Drawing Blood is an odd little film about a mentally defective serial killer who escapes from the asylum where he's being held and takes up residence in the basement of George Adams (Brian Irzyk)'s house. George's wife, Catherine (American Reel's Rebecca Shea) is away for the weekend, and he's basically oblivious, so Jimmy the serial killer can pile up bodies in the basement like nobody's business. (You'd think someone would eventually notice the smell...)

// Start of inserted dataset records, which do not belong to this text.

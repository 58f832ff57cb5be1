use std::ops::Range;

use serde::Serialize;

use super::attributes::{AttributeKey, AttributeValue, Attributes, ParagraphStyle};

/// A run of text sharing one attribute set.
#[derive(Debug, Clone, PartialEq, Serialize)]
pub struct TextRun {
    pub text: String,
    pub attributes: Attributes,
}

impl TextRun {
    pub fn is_code(&self) -> bool {
        matches!(
            self.attributes.get(&AttributeKey::CodeParagraph),
            Some(AttributeValue::Bool(true))
        )
    }

    pub fn paragraph_style(&self) -> Option<ParagraphStyle> {
        match self.attributes.get(&AttributeKey::ParagraphStyle) {
            Some(AttributeValue::Paragraph(p)) => Some(*p),
            _ => None,
        }
    }
}

/// Attributed text: an ordered list of runs.
#[derive(Debug, Clone, Default, PartialEq, Serialize)]
pub struct StyledText {
    runs: Vec<TextRun>,
}

impl StyledText {
    pub fn new() -> Self {
        Self::default()
    }

    /// Appends text, extending the last run when attributes match.
    pub fn push(&mut self, text: &str, attributes: &Attributes) {
        if text.is_empty() {
            return;
        }
        if let Some(last) = self.runs.last_mut()
            && last.attributes == *attributes
        {
            last.text.push_str(text);
            return;
        }
        self.runs.push(TextRun {
            text: text.to_string(),
            attributes: attributes.clone(),
        });
    }

    pub fn runs(&self) -> &[TextRun] {
        &self.runs
    }

    pub fn is_empty(&self) -> bool {
        self.runs.is_empty()
    }

    pub fn plain_text(&self) -> String {
        self.runs.iter().map(|r| r.text.as_str()).collect()
    }

    /// Splits runs so that no run spans a line break. Each `\n` stays at the
    /// end of the run that precedes it.
    pub(crate) fn split_lines(&mut self) {
        let mut split = Vec::with_capacity(self.runs.len());
        for run in self.runs.drain(..) {
            if !run.text.contains('\n') {
                split.push(run);
                continue;
            }
            for piece in run.text.split_inclusive('\n') {
                split.push(TextRun {
                    text: piece.to_string(),
                    attributes: run.attributes.clone(),
                });
            }
        }
        self.runs = split;
    }

    /// Run index ranges of each logical line. Call after [`split_lines`].
    ///
    /// [`split_lines`]: StyledText::split_lines
    pub(crate) fn line_ranges(&self) -> Vec<Range<usize>> {
        let mut lines = Vec::new();
        let mut start = 0;
        for (i, run) in self.runs.iter().enumerate() {
            if run.text.ends_with('\n') {
                lines.push(start..i + 1);
                start = i + 1;
            }
        }
        if start < self.runs.len() {
            lines.push(start..self.runs.len());
        }
        lines
    }

    pub(crate) fn runs_mut(&mut self) -> &mut [TextRun] {
        &mut self.runs
    }
}
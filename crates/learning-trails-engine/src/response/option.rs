use serde::Serialize;

use crate::xml::plain_text;

#[derive(Debug, Clone, Copy, Default, PartialEq, Eq, Serialize)]
#[serde(rename_all = "lowercase")]
pub enum OptionType {
    #[default]
    Unspecified,
    Correct,
    Wrong,
}

impl OptionType {
    pub fn from_attribute(value: Option<&str>) -> Self {
        match value {
            Some("correct") => OptionType::Correct,
            Some("wrong") => OptionType::Wrong,
            _ => OptionType::Unspecified,
        }
    }
}

/// One selectable answer of a response block.
#[derive(Debug, Clone, PartialEq, Serialize)]
pub struct LearningResponseOption {
    pub text_xml: String,
    pub feedback_xml: Option<String>,
    pub option_type: OptionType,
    pub is_selected: bool,
}

impl LearningResponseOption {
    pub fn new(text_xml: impl Into<String>, feedback_xml: Option<String>, option_type: OptionType) -> Self {
        Self {
            text_xml: text_xml.into(),
            feedback_xml,
            option_type,
            is_selected: false,
        }
    }

    pub fn is_correct(&self) -> bool {
        self.option_type == OptionType::Correct
    }

    pub fn plain_text(&self) -> String {
        plain_text(&self.text_xml).trim().to_string()
    }
}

Well, I'll be blunt--the main reason to watch Drawing Blood is to get an eyeful. Not of gore, much of which is more suggested than shown, but of nubile young women, most of whom seem all too happy to drop their clothes at a moment's notice. Which is all well and good, of course, but the Wolinski brothers' attempts at erotic filmmaking seem to go horribly awry every time they show up. The one extended sex scene (featuring Justice's Miranda Watts) has shots that simply make no sense. A close-up of someone's ankle? Okay, if your serial killer's hand is going to creep out from under the bed and seize it, but otherwise, really? (And there aren't enough close-ups of this type to satisfy the foot fetishist.) Why?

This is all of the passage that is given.